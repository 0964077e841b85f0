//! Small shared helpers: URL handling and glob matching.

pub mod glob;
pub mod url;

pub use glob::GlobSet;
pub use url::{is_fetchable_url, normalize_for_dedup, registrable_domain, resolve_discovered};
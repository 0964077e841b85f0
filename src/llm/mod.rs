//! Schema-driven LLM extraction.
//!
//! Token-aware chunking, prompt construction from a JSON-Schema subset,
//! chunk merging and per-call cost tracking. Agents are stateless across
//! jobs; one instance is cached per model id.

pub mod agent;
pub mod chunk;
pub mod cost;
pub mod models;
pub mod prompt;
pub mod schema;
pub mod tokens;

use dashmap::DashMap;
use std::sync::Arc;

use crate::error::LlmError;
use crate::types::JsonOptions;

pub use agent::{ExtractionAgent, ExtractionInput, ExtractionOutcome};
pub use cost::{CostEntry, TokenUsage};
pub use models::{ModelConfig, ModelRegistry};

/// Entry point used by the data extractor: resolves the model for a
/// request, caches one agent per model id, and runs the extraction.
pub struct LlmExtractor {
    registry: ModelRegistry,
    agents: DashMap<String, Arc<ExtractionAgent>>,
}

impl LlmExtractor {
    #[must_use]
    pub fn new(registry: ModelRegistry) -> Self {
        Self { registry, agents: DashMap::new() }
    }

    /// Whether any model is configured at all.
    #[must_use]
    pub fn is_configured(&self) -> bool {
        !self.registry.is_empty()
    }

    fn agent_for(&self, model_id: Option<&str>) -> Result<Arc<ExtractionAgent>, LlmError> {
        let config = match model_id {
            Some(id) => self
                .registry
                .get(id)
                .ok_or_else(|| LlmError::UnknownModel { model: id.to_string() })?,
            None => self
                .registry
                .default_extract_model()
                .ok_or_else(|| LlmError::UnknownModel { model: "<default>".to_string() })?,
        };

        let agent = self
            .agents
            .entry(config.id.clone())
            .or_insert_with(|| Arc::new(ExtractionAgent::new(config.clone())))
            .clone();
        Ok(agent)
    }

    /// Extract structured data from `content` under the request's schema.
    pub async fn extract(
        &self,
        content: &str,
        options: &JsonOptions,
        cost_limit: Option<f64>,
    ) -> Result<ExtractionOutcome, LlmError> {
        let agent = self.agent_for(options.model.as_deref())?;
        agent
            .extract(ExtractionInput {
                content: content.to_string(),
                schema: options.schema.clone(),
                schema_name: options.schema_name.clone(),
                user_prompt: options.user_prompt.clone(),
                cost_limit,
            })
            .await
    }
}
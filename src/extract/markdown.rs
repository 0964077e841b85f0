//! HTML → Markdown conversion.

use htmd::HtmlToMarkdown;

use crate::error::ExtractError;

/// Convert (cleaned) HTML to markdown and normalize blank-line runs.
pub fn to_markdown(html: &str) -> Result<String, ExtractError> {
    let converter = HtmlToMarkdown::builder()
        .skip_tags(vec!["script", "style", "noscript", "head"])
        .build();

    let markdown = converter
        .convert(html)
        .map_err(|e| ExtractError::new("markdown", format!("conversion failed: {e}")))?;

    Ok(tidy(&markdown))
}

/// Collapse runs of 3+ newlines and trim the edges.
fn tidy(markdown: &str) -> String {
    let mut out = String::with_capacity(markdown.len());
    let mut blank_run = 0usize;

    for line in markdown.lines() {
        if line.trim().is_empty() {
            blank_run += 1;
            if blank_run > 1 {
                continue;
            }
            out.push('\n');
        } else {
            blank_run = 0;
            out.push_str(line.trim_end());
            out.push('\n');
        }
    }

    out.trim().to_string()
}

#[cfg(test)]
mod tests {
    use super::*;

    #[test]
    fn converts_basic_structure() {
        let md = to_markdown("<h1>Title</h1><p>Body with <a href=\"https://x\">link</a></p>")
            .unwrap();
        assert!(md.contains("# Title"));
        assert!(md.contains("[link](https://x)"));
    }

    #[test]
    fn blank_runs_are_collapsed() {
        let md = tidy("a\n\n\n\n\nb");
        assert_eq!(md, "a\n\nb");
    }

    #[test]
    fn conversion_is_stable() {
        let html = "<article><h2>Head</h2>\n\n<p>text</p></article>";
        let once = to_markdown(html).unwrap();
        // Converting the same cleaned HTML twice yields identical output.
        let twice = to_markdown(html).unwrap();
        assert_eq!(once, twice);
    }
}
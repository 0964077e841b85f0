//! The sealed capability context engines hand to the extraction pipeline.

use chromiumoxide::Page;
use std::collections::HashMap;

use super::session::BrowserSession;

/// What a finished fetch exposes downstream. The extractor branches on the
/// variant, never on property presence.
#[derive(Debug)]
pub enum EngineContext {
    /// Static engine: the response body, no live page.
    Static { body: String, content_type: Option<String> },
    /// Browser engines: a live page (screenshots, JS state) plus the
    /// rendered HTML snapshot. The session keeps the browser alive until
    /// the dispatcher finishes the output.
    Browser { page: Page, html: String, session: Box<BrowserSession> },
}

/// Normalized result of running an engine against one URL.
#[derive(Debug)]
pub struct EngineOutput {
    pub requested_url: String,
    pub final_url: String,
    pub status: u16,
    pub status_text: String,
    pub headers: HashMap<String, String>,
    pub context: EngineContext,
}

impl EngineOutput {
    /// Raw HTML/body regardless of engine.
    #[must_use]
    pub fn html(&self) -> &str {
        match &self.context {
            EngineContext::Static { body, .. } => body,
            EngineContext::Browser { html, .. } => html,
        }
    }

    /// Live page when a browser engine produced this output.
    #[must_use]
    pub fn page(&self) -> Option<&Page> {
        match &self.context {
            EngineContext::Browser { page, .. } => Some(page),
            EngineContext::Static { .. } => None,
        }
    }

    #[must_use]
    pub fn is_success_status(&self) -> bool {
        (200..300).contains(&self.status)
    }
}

-- -- --

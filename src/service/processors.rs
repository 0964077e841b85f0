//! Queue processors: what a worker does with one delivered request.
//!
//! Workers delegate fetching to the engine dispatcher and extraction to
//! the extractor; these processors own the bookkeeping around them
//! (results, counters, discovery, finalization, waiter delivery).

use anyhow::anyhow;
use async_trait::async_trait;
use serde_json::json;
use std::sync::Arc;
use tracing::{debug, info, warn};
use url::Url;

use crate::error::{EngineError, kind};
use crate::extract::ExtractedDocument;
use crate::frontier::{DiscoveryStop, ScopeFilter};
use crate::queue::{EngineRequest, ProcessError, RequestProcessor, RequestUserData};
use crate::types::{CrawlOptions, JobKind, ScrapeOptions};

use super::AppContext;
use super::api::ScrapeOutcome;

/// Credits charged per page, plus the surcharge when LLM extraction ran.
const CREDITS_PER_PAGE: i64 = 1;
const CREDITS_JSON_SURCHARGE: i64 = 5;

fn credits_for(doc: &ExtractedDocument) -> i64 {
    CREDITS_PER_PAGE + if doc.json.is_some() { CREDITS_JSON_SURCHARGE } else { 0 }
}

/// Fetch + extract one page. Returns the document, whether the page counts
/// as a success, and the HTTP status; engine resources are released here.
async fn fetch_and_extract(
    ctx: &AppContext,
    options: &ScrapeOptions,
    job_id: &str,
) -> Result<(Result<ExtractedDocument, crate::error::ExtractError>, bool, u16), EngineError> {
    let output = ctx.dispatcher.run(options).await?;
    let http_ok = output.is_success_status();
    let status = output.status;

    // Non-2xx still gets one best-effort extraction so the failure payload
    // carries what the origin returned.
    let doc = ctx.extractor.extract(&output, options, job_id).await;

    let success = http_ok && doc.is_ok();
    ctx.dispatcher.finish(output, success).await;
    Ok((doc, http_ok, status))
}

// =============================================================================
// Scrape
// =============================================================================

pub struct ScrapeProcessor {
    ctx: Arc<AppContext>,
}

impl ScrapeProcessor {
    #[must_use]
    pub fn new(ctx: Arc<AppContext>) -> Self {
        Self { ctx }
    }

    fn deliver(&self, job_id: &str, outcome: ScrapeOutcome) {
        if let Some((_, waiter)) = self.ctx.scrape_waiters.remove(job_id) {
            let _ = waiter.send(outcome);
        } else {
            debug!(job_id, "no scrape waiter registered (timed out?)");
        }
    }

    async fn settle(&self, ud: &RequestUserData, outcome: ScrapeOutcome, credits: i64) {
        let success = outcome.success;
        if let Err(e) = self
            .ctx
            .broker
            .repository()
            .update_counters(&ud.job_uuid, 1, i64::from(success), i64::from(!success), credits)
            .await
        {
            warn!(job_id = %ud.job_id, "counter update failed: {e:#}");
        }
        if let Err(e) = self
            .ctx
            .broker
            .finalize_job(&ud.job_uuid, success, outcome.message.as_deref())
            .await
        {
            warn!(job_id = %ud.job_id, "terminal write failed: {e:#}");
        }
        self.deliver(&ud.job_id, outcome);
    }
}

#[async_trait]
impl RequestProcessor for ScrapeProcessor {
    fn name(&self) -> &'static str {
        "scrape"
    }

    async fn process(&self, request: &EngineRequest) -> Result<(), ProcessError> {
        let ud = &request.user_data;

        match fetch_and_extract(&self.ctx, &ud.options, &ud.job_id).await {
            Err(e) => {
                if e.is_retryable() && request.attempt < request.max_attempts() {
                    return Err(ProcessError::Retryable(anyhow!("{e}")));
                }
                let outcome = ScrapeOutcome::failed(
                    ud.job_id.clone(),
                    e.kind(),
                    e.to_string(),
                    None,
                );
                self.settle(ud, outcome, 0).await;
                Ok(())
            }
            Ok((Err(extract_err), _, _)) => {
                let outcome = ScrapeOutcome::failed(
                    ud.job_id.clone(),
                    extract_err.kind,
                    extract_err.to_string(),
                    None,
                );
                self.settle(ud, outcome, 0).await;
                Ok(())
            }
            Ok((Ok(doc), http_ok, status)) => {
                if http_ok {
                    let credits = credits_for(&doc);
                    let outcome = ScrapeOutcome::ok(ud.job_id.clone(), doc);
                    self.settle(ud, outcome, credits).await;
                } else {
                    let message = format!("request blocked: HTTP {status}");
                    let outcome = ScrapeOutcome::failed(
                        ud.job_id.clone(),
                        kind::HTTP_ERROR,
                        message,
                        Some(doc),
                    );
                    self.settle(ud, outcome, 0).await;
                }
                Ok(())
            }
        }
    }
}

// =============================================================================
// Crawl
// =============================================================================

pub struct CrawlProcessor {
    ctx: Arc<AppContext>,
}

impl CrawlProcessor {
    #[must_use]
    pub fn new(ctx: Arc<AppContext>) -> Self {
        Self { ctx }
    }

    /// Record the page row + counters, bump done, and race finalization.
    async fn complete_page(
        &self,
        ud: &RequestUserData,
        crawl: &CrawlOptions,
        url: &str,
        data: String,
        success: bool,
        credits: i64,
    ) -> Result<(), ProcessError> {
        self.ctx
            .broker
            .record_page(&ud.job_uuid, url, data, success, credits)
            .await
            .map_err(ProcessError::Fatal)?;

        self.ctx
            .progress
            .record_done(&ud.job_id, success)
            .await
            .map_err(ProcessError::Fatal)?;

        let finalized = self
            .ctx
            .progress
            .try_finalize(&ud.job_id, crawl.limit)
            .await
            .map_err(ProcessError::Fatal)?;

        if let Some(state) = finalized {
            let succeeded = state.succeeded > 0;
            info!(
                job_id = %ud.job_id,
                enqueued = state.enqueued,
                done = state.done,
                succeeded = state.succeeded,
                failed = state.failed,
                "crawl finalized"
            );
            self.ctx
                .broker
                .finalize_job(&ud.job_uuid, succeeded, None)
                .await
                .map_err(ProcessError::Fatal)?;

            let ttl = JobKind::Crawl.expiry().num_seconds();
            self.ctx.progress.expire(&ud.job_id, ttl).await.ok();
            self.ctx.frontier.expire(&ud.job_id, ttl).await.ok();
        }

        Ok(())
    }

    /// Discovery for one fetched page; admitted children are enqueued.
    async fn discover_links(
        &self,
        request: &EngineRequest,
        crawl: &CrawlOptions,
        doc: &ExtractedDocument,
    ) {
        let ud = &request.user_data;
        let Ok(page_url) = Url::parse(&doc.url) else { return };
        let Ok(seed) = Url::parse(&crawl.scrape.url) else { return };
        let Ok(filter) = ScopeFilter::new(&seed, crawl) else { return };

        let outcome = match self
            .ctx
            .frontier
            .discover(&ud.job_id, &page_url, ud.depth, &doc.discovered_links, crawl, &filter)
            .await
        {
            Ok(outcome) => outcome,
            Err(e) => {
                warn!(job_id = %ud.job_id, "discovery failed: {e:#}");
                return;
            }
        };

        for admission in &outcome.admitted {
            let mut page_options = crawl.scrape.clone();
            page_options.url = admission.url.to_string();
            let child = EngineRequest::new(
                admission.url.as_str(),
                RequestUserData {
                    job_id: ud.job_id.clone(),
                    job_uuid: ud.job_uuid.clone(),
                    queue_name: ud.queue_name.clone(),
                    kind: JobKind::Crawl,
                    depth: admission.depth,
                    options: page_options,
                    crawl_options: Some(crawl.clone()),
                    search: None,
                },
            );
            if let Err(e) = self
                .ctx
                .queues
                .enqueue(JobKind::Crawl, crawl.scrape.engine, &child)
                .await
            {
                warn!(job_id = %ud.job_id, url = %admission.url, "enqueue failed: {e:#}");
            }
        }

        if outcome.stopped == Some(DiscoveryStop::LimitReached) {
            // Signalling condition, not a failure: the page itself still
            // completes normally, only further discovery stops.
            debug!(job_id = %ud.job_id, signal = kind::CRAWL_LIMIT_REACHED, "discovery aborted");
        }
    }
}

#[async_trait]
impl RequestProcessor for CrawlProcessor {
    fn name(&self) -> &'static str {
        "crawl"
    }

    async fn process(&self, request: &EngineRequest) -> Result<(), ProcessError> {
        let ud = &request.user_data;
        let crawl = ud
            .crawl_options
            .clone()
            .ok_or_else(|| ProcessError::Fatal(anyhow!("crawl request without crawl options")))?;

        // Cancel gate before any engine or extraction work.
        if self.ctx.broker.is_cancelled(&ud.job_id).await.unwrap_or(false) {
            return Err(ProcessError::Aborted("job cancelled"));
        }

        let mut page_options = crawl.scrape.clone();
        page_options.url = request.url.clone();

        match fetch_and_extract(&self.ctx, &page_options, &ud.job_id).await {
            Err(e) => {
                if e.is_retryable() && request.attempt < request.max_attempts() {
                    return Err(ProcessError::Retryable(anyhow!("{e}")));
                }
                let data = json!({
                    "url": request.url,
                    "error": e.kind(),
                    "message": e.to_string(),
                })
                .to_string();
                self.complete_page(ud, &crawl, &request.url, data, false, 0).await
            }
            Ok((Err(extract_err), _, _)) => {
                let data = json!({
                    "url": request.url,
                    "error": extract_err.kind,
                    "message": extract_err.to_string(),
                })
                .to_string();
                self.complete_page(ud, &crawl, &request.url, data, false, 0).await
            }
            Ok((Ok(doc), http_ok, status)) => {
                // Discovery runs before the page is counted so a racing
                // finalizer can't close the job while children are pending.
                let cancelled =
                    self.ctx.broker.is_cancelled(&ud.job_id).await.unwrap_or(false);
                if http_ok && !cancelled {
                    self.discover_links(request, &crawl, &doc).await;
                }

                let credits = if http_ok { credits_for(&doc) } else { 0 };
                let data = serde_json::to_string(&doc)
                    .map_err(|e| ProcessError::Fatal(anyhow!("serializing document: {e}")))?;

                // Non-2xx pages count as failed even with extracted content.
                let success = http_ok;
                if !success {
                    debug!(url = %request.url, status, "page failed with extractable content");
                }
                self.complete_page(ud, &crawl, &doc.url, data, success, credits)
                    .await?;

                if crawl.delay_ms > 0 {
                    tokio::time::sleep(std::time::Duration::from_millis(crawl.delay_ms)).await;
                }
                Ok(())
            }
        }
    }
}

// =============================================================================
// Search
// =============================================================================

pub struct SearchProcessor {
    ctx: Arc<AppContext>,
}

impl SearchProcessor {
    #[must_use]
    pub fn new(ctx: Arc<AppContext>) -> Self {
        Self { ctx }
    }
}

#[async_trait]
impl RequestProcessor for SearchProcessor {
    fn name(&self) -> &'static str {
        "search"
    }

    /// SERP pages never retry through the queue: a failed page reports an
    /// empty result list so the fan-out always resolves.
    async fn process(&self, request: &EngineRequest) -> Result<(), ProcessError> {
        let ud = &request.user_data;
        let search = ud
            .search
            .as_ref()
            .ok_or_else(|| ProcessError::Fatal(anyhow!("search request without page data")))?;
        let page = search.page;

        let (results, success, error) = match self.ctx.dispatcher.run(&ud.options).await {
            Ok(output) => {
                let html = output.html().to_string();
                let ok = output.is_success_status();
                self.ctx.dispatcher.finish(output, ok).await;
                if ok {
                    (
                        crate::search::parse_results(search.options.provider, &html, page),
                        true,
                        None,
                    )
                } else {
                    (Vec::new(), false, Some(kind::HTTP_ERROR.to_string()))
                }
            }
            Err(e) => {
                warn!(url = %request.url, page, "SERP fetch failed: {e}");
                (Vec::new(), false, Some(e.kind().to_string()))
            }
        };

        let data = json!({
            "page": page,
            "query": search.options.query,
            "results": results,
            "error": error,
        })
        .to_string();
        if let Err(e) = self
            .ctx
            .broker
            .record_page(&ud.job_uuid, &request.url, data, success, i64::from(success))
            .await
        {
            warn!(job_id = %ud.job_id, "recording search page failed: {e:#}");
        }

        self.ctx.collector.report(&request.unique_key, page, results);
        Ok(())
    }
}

-- -- --

-- TASK DESCRIPTION --
From the records, copy out each line that includes the string "admission".

-- RESPONSE BELOW --
        for admission in &outcome.admitted {
            page_options.url = admission.url.to_string();
                admission.url.as_str(),
                    depth: admission.depth,
                warn!(job_id = %ud.job_id, url = %admission.url, "enqueue failed: {e:#}");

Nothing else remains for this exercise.